==== Records supplied

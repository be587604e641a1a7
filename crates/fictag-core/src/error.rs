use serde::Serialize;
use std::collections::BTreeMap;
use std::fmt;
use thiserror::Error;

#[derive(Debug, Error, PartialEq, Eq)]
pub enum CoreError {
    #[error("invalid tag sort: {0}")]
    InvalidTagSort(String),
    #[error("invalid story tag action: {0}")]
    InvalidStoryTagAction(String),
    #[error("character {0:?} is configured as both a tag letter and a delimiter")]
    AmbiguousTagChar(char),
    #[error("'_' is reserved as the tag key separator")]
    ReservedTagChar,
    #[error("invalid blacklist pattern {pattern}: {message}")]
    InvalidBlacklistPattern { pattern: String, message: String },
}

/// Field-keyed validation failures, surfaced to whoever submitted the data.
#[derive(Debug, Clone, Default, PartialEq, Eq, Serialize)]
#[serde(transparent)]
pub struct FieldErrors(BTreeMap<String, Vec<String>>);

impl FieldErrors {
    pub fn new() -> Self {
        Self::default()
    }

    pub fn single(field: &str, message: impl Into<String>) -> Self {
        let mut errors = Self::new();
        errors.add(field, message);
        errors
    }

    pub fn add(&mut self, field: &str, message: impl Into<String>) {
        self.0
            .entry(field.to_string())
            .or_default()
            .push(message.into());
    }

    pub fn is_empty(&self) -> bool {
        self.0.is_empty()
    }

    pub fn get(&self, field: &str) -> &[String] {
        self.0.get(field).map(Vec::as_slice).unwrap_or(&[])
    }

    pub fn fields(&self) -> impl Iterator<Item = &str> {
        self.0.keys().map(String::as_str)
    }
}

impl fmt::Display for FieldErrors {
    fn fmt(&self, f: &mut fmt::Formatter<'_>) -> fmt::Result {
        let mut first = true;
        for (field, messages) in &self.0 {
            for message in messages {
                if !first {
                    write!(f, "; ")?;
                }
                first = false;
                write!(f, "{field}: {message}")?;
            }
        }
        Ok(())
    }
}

========
==== Records supplied

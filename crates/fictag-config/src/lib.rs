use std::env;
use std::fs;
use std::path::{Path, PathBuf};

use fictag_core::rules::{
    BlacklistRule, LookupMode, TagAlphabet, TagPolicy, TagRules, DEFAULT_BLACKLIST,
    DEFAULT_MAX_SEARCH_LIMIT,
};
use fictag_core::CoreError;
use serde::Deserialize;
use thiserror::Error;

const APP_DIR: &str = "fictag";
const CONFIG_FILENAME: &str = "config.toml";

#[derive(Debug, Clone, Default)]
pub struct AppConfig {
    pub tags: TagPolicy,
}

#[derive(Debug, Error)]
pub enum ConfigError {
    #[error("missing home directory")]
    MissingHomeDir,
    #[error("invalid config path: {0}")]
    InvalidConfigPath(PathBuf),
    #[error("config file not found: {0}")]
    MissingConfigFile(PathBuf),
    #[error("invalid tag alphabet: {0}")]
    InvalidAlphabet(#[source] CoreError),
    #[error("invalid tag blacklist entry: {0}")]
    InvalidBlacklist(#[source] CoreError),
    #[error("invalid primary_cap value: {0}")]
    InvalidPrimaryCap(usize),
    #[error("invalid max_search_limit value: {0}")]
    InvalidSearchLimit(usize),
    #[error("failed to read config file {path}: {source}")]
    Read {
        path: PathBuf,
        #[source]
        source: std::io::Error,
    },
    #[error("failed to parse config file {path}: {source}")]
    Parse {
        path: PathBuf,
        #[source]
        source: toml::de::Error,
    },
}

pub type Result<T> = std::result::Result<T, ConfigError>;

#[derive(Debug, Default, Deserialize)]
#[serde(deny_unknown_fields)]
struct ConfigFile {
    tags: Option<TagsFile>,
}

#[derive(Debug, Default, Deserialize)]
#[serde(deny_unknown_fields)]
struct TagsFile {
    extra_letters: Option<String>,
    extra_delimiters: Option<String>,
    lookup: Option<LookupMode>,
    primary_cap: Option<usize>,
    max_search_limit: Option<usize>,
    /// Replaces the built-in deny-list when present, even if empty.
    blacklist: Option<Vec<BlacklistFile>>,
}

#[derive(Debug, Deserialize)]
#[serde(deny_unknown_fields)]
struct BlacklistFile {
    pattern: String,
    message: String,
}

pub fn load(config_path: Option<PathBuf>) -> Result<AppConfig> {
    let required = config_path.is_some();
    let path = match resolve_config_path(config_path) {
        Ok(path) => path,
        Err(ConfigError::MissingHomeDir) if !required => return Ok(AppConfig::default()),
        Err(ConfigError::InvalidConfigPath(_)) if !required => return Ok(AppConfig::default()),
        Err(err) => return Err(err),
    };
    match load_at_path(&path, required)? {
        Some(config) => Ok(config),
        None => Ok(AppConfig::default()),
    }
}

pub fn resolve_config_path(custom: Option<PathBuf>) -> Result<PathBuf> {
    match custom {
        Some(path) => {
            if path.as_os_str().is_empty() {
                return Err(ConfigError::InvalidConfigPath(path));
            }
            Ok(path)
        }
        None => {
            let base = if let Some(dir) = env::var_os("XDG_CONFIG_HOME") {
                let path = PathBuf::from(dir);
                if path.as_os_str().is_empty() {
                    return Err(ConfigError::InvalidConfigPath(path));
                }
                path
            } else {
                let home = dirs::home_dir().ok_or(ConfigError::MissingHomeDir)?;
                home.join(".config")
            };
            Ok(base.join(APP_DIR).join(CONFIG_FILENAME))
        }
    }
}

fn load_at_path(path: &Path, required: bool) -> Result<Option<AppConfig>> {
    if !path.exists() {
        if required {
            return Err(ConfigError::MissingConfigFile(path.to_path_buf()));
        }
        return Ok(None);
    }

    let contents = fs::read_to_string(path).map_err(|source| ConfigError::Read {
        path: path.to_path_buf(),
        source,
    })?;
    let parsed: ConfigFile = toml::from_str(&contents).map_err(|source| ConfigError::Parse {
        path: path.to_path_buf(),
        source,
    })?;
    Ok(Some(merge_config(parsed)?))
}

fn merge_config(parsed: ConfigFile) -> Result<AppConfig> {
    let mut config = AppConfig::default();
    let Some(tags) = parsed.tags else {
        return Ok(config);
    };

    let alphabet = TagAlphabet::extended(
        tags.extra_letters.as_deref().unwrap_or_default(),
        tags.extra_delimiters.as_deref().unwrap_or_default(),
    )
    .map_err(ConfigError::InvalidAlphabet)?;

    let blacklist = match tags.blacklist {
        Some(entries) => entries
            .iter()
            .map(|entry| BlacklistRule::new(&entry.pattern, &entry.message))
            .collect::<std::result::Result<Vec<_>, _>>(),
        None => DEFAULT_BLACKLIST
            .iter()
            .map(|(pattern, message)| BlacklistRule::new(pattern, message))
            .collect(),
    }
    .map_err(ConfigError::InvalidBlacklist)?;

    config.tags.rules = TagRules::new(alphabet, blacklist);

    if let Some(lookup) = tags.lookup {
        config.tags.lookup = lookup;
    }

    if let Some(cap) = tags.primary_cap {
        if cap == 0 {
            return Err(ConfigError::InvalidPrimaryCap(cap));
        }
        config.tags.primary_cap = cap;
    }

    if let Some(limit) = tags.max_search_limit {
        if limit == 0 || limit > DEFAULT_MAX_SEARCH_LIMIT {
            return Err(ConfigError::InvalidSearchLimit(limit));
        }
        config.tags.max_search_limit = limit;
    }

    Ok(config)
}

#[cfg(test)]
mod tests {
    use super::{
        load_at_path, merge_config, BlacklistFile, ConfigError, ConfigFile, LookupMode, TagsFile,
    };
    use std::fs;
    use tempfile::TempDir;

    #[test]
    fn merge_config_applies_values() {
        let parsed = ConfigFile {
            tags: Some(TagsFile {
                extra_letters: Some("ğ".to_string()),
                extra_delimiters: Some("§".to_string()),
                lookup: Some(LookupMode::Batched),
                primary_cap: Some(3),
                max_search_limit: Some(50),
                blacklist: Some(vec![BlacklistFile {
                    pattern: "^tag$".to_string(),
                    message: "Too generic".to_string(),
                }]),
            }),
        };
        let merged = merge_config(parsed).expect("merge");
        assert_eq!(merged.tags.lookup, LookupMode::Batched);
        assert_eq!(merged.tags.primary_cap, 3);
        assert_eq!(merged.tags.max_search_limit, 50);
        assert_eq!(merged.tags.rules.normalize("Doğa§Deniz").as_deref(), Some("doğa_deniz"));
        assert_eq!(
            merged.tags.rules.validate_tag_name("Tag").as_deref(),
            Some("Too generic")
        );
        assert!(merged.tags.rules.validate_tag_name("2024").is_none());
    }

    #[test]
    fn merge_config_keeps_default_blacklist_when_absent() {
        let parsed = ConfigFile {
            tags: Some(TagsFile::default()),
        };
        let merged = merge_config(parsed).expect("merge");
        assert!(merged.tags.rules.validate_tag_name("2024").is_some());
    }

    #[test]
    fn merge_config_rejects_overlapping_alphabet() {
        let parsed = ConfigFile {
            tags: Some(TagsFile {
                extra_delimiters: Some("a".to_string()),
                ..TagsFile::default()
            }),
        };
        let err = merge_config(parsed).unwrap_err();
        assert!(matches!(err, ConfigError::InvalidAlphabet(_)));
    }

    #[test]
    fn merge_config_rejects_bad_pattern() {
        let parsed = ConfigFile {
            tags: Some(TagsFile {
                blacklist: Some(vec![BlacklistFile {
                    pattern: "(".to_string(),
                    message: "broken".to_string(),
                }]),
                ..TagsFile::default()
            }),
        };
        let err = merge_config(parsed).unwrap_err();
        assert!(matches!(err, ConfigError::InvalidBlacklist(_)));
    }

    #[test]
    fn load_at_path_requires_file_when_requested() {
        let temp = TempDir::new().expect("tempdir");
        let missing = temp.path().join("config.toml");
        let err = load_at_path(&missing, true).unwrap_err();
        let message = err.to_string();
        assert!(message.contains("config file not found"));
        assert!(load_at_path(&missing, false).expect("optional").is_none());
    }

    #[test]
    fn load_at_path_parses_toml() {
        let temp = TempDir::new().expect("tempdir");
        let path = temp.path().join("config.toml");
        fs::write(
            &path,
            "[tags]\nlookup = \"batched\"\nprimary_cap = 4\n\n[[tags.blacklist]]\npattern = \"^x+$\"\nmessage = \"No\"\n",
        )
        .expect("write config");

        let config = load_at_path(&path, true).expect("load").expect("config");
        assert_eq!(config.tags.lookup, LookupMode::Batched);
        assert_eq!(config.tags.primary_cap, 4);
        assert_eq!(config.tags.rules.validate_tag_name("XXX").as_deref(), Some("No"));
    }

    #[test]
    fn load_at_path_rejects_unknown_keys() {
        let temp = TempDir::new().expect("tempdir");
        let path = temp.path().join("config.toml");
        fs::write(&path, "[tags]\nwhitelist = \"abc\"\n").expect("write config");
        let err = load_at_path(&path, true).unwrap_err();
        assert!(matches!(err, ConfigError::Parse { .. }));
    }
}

========
==== Records supplied

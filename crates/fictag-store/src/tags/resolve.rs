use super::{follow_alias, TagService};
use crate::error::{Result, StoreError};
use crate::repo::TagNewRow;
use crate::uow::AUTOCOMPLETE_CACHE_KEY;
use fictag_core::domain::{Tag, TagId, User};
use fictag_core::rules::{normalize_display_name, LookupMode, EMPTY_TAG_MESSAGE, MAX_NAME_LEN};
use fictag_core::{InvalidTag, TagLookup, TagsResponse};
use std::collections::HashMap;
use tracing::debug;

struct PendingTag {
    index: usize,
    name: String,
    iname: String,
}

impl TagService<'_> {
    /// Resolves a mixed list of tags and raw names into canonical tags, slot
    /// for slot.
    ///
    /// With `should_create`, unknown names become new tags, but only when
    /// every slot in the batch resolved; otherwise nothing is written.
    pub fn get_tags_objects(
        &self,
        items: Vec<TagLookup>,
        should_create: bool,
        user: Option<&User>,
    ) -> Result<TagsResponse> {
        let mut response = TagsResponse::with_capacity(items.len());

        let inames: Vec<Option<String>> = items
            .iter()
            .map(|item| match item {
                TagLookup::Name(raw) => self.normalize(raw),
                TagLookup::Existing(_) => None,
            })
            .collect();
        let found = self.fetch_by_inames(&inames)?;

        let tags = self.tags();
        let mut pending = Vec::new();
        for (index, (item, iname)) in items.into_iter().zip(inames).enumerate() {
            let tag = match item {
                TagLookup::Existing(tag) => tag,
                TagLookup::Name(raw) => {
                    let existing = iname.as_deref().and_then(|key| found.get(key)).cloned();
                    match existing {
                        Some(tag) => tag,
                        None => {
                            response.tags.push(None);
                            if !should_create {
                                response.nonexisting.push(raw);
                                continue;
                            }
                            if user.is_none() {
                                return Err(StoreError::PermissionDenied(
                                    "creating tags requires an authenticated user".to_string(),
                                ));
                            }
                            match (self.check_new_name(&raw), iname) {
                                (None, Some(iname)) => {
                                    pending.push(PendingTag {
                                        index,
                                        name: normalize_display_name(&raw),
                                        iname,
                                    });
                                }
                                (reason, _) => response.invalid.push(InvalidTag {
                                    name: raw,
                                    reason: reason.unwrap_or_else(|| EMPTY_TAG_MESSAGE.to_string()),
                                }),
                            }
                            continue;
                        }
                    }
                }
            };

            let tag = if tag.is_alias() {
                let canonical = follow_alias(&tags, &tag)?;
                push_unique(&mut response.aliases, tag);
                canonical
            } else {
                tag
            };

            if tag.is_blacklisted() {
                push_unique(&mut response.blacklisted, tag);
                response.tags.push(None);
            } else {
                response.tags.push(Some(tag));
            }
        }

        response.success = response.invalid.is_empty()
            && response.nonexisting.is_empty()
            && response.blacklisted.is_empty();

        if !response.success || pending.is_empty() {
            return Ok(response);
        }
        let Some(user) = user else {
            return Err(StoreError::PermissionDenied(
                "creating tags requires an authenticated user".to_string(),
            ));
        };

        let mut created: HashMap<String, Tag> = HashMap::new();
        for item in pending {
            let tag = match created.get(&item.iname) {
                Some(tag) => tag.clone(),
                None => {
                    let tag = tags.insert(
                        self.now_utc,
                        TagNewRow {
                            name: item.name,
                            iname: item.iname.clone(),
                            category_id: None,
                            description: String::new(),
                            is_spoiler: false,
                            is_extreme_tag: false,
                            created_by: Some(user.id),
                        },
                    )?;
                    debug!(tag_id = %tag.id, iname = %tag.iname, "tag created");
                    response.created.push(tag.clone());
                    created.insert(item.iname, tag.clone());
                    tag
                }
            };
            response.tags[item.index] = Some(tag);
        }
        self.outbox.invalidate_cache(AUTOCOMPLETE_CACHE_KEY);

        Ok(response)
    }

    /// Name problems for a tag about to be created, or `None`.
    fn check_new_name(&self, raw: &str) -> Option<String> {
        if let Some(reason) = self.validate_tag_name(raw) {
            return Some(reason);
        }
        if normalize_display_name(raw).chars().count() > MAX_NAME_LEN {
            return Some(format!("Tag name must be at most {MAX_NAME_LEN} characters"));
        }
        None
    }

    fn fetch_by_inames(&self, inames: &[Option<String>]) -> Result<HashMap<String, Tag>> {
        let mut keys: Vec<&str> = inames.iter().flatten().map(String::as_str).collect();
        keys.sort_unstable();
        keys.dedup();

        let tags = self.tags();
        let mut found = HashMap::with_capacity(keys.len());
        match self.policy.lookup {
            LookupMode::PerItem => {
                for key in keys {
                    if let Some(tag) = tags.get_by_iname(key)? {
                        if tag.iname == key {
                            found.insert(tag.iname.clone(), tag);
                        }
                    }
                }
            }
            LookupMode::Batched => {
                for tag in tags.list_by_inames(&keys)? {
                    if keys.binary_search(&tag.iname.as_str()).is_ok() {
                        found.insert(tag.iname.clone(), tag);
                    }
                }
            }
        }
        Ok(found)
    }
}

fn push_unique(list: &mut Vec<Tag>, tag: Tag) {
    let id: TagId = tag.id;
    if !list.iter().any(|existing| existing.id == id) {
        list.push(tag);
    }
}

========

What is needed:
Among the lines of the entries, count those containing the string "false" and give only the number.

Response area:
4